# tips for beginner English riders?



## Maddiehorse10 (Jul 14, 2017)

Hey guys! I'm new here, but this is sorta urgent. I've been riding western in america all my life, but I'm in Italy for the summer and I made a new friend (well, it's been a day so hopefully we become friends haha) who owns 2 horses. She wants me to go riding with her a few times during the week and tomorrow is our first day. I'm a really good western rider, I've galloped, jumped, etc. but I've only ever ridden English once and I was young, so I don't remember much of the lesson. anyways, my friend only has English saddles, which I'm totally fine with, but I want to be comfortable and as good as a rider as I am riding western.
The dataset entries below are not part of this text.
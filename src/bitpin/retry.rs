//! Retry policy for idempotent requests.
//!
//! Exponential backoff with full jitter over a bounded number of attempts.
//! Only transient failures (see [`crate::error::AppError::is_transient`]) are retried, and
//! only for requests marked idempotent; order placement and cancellation go
//! out exactly once.

use std::{future::Future, time::Duration};

use rand::Rng;
use tracing::warn;

use crate::error::Result;

/// Backoff configuration.
#[derive(Debug, Clone, Copy, PartialEq, Eq)]
pub struct RetryPolicy {
    /// Total attempts including the first one.
    pub max_attempts: u32,
    /// Delay ceiling before the first retry.
    pub base_delay: Duration,
    /// Upper bound for any single delay.
    pub max_delay: Duration,
}

impl Default for RetryPolicy {
    fn default() -> Self {
        Self {
            max_attempts: 3,
            base_delay: Duration::from_millis(500),
            max_delay: Duration::from_secs(5),
        }
    }
}

impl RetryPolicy {
    /// Policy that never retries.
    pub fn none() -> Self {
        Self { max_attempts: 1, ..Self::default() }
    }

    /// Backoff ceiling after `attempt` failed attempts (1-based).
    pub fn ceiling(&self, attempt: u32) -> Duration {
        let exponent = attempt.saturating_sub(1).min(31);
        self.base_delay.saturating_mul(1u32 << exponent).min(self.max_delay)
    }

    /// Jittered delay in `[0, ceiling(attempt)]`.
    pub fn delay(&self, attempt: u32) -> Duration {
        let ceiling = self.ceiling(attempt).as_millis() as u64;
        if ceiling == 0 {
            return Duration::ZERO;
        }
        Duration::from_millis(rand::rng().random_range(0..=ceiling))
    }

    /// Run `operation`, retrying transient failures when `idempotent` is set.
    pub async fn run<T, F, Fut>(&self, idempotent: bool, mut operation: F) -> Result<T>
    where
        F: FnMut() -> Fut,
        Fut: Future<Output = Result<T>>,
    {
        let max_attempts = if idempotent { self.max_attempts.max(1) } else { 1 };
        let mut attempt = 1;

        loop {
            match operation().await {
                Ok(value) => return Ok(value),
                Err(err) if attempt < max_attempts && err.is_transient() => {
                    let delay = self.delay(attempt);
                    warn!(
                        attempt,
                        max_attempts,
                        delay_ms = delay.as_millis() as u64,
                        error = %err,
                        "Transient failure, retrying"
                    );
                    tokio::time::sleep(delay).await;
                    attempt += 1;
                }
                Err(err) => return Err(err),
            }
        }
    }
}

#[cfg(test)]
mod tests {
    use super::*;
    use crate::error::AppError;
    use std::sync::atomic::{AtomicU32, Ordering};

    fn fast_policy(max_attempts: u32) -> RetryPolicy {
        RetryPolicy {
            max_attempts,
            base_delay: Duration::from_millis(1),
            max_delay: Duration::from_millis(2),
        }
    }

    #[test]
    fn test_ceiling_grows_exponentially_and_caps() {
        let policy = RetryPolicy {
            max_attempts: 10,
            base_delay: Duration::from_millis(100),
            max_delay: Duration::from_millis(1000),
        };

        assert_eq!(policy.ceiling(1), Duration::from_millis(100));
        assert_eq!(policy.ceiling(2), Duration::from_millis(200));
        assert_eq!(policy.ceiling(3), Duration::from_millis(400));
        assert_eq!(policy.ceiling(5), Duration::from_millis(1000));
        assert_eq!(policy.ceiling(40), Duration::from_millis(1000));
    }

    #[test]
    fn test_delay_within_ceiling() {
        let policy = RetryPolicy::default();
        for attempt in 1..6 {
            assert!(policy.delay(attempt) <= policy.ceiling(attempt));
        }
    }

    #[tokio::test]
    async fn test_retries_transient_idempotent_failures() {
        let calls = AtomicU32::new(0);

        let result = fast_policy(3)
            .run(true, || async {
                let n = calls.fetch_add(1, Ordering::SeqCst) + 1;
                if n < 3 {
                    Err(AppError::Transport { status: 503, reason: "busy".into() })
                } else {
                    Ok(n)
                }
            })
            .await;

        assert_eq!(result.unwrap(), 3);
        assert_eq!(calls.load(Ordering::SeqCst), 3);
    }

    #[tokio::test]
    async fn test_gives_up_after_max_attempts() {
        let calls = AtomicU32::new(0);

        let result: Result<()> = fast_policy(2)
            .run(true, || async {
                calls.fetch_add(1, Ordering::SeqCst);
                Err(AppError::Network("connection reset".into()))
            })
            .await;

        assert!(matches!(result, Err(AppError::Network(_))));
        assert_eq!(calls.load(Ordering::SeqCst), 2);
    }

    #[tokio::test]
    async fn test_non_idempotent_runs_once() {
        let calls = AtomicU32::new(0);

        let result: Result<()> = fast_policy(5)
            .run(false, || async {
                calls.fetch_add(1, Ordering::SeqCst);
                Err(AppError::Transport { status: 502, reason: "bad gateway".into() })
            })
            .await;

        assert!(result.is_err());
        assert_eq!(calls.load(Ordering::SeqCst), 1);
    }

    #[tokio::test]
    async fn test_permanent_failure_not_retried() {
        let calls = AtomicU32::new(0);

        let result: Result<()> = fast_policy(5)
            .run(true, || async {
                calls.fetch_add(1, Ordering::SeqCst);
                Err(AppError::Transport { status: 404, reason: "not found".into() })
            })
            .await;

        assert_eq!(result.unwrap_err().status(), Some(404));
        assert_eq!(calls.load(Ordering::SeqCst), 1);
    }
}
So are there any tips for beginner English riders? Any videos I could watch (I only have 1.5GB to use here so it's gotta be good haha). Also, I'm not sure if she'll tack them already or not so how do you tack English? Is it the same as western? Thanks so much!!!


----------



## mmshiro (May 3, 2017)

- Lock your thighs into those knee pads. That's the only thing that'll keep you in the saddle if things go sideways (as in, the horse spooking sideways in mid-canter). Keep your legs below the knees loose, though.
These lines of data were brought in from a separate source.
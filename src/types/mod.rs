//! Type definitions module.
//!
//! Wire types for the Bitpin REST API.

pub mod account;
pub mod market;
pub mod order;

pub use account::*;
pub use market::*;
pub use order::*;
//! Account and authentication types.

use rust_decimal::Decimal;
use serde::{Deserialize, Serialize};

/// Balance of one asset in one wallet service.
#[derive(Debug, Clone, PartialEq, Serialize, Deserialize)]
pub struct Wallet {
    /// Wallet id.
    pub id: i64,
    /// Asset code (e.g., "USDT").
    pub asset: String,
    /// Total balance.
    pub balance: Decimal,
    /// Amount locked in open orders.
    pub frozen: Decimal,
    /// Wallet service (e.g., "main").
    #[serde(default)]
    pub service: String,
}

/// Body of `POST usr/authenticate/`.
#[derive(Debug, Clone, Serialize)]
pub struct AuthenticateRequest<'a> {
    /// API key.
    pub api_key: &'a str,
    /// API secret.
    pub secret_key: &'a str,
}

/// Token pair returned by `usr/authenticate/`.
#[derive(Clone, Deserialize)]
pub struct TokenResponse {
    /// Access token.
    pub access: String,
    /// Refresh token.
    pub refresh: String,
}

impl std::fmt::Debug for TokenResponse {
    fn fmt(&self, f: &mut std::fmt::Formatter<'_>) -> std::fmt::Result {
        f.debug_struct("TokenResponse").field("access", &"***").field("refresh", &"***").finish()
    }
}

/// Body of `POST usr/refresh_token/`.
#[derive(Debug, Clone, Serialize)]
pub struct RefreshRequest<'a> {
    /// Refresh token.
    pub refresh: &'a str,
}

/// New access token returned by `usr/refresh_token/`.
#[derive(Clone, Deserialize)]
pub struct RefreshResponse {
    /// Access token.
    pub access: String,
}

impl std::fmt::Debug for RefreshResponse {
    fn fmt(&self, f: &mut std::fmt::Formatter<'_>) -> std::fmt::Result {
        f.debug_struct("RefreshResponse").field("access", &"***").finish()
    }
}

#[cfg(test)]
mod tests {
    use super::*;

    #[test]
    fn test_wallet_decoding() {
        let json = r#"{"id":1,"asset":"USDT","balance":"12.5","frozen":"0","service":"main"}"#;
        let wallet: Wallet = serde_json::from_str(json).unwrap();
        assert_eq!(wallet.asset, "USDT");
        assert_eq!(wallet.balance, Decimal::new(125, 1));
    }

    #[test]
    fn test_authenticate_request_field_names() {
        let body = serde_json::to_value(AuthenticateRequest { api_key: "k", secret_key: "s" })
            .unwrap();
        assert_eq!(body, serde_json::json!({"api_key": "k", "secret_key": "s"}));
    }

    #[test]
    fn test_token_debug_hides_values() {
        let tokens = TokenResponse { access: "access-1".into(), refresh: "refresh-1".into() };
        let debug = format!("{:?}", tokens);
        assert!(!debug.contains("access-1"));
        assert!(!debug.contains("refresh-1"));
    }
}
- Use two hands for your reins and use direct reining supported by leg pressure. Your Italian horse will not understand neck reining. Keep your hands in a small box in front of you over the horse's withers.
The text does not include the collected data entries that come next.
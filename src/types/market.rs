//! Public market data types.

use rust_decimal::Decimal;
use serde::{Deserialize, Serialize};

use super::OrderSide;

/// A tradable market (trading pair).
#[derive(Debug, Clone, PartialEq, Serialize, Deserialize)]
pub struct Market {
    /// Market symbol (e.g., "BTC_IRT").
    pub symbol: String,
    /// Display name.
    #[serde(default)]
    pub name: String,
    /// Base currency code.
    pub base: String,
    /// Quote currency code.
    pub quote: String,
    /// Whether the market currently accepts orders.
    #[serde(default)]
    pub tradable: bool,
    /// Decimal places allowed for prices.
    #[serde(default)]
    pub price_precision: u32,
    /// Decimal places allowed for base amounts.
    #[serde(default)]
    pub base_amount_precision: u32,
    /// Decimal places allowed for quote amounts.
    #[serde(default)]
    pub quote_amount_precision: u32,
}

/// Latest price summary for a market.
#[derive(Debug, Clone, PartialEq, Serialize, Deserialize)]
pub struct Ticker {
    /// Market symbol.
    pub symbol: String,
    /// Last traded price.
    pub price: Decimal,
    /// Price change over the last 24 hours.
    #[serde(default, skip_serializing_if = "Option::is_none")]
    pub daily_change_price: Option<Decimal>,
    /// 24 hour low.
    #[serde(default, skip_serializing_if = "Option::is_none")]
    pub low: Option<Decimal>,
    /// 24 hour high.
    #[serde(default, skip_serializing_if = "Option::is_none")]
    pub high: Option<Decimal>,
    /// Unix timestamp of the snapshot.
    #[serde(default, skip_serializing_if = "Option::is_none")]
    pub timestamp: Option<f64>,
}

/// A currency listed on the exchange.
#[derive(Debug, Clone, PartialEq, Serialize, Deserialize)]
pub struct Currency {
    /// Currency code (e.g., "BTC").
    pub currency: String,
    /// Display name.
    #[serde(default)]
    pub name: String,
    /// Whether the currency can be traded.
    #[serde(default)]
    pub tradable: bool,
    /// Amount precision as reported upstream (e.g., "0.00000001").
    #[serde(default)]
    pub precision: String,
}

/// One order book level, sent upstream as `[price, amount]`.
#[derive(Debug, Clone, Copy, PartialEq, Eq, Serialize, Deserialize)]
pub struct PriceLevel(pub Decimal, pub Decimal);

impl PriceLevel {
    /// Level price.
    pub fn price(&self) -> Decimal {
        self.0
    }

    /// Amount resting at this price.
    pub fn amount(&self) -> Decimal {
        self.1
    }
}

/// Open buy and sell interest for a market.
#[derive(Debug, Clone, Default, PartialEq, Serialize, Deserialize)]
pub struct Orderbook {
    /// Sell side, best first.
    #[serde(default)]
    pub asks: Vec<PriceLevel>,
    /// Buy side, best first.
    #[serde(default)]
    pub bids: Vec<PriceLevel>,
}

/// A recently executed trade.
#[derive(Debug, Clone, PartialEq, Serialize, Deserialize)]
pub struct Match {
    /// Trade identifier.
    pub id: String,
    /// Execution price.
    pub price: Decimal,
    /// Traded base amount.
    pub base_amount: Decimal,
    /// Traded quote amount.
    pub quote_amount: Decimal,
    /// Taker side.
    pub side: OrderSide,
    /// Unix timestamp of the trade.
    #[serde(default, skip_serializing_if = "Option::is_none")]
    pub time: Option<f64>,
}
- Post the trot if you can't keep contact with the saddle. Your horse will thank you.

- English horses tend to be used to a bit of rein contact. There will be occasions when you can ride your horse "on the buckle" (when things are very relaxed), but if you have a lot of turns, you bushwhack, or you travel at higher speeds, "feel" the horse's head moving your hands.

- The balls of your feet rest in the (much smaller) stirrups, and they will be directly under your center of gravity. Avoid the leisurely Western "chair pose", or you can be pushed off balance very easily, especially by acceleration, and there is nothing behind you to hold you.

- If you ever rode bareback, pretend you're riding bareback, but with a bit more support. (A lot of trainers start novice students bareback, and others use bareback riding to improve students' seat.)

- If your friend happens to have an endurance saddle, you'll be the most "at home". 

- If you tell her you are accustomed to Western riding, you will not embarrass yourself with asking for help with the tack. I couldn't fix a girth on a Western saddle to save my life... 

- Ask if you can go for two rides: One for an easy stroll, then get off the horse, lick and chew and ask questions, then go for a more interesting ride. Again, there is nothing embarrassing about wanting to acclimatize.


----------



## tinyliny (Oct 31, 2009)

Really, just sit up straight. I've seen western riders in English saddles get all buffaloed by the smallness of it, and they curl forward. you want to sit up about as straight as you do in western, though when you get really moving, you may lean forward more than you might in a western saddle.

put more pressure downward through your leg than you are perhaps used to, so it might feel as if you are pressing rather hard on the stirrups. you will ride more by leg contact and strength than you are used to . English riders have strong legs!

Avanti!!!


----------



## TXhorseman (May 29, 2014)

Let your friend either tack the horse or tell you how she wants you to do it. 

My best advice when beginning your ride is: relaxation and balance. Think of balancing your head over your spine rather than holding it rigidly in place. Then, your muscles will be free to make subtle changes to keep you balanced as the horse moves. Let gravity settle your seat deeply into the saddle, wrap your legs snugly around the sides of the horse without muscular effort, hold the balls of your feet to the stirrups, and gently draw your unsupported heels a bit lower. Then, let your body move freely to match the movements of the horse.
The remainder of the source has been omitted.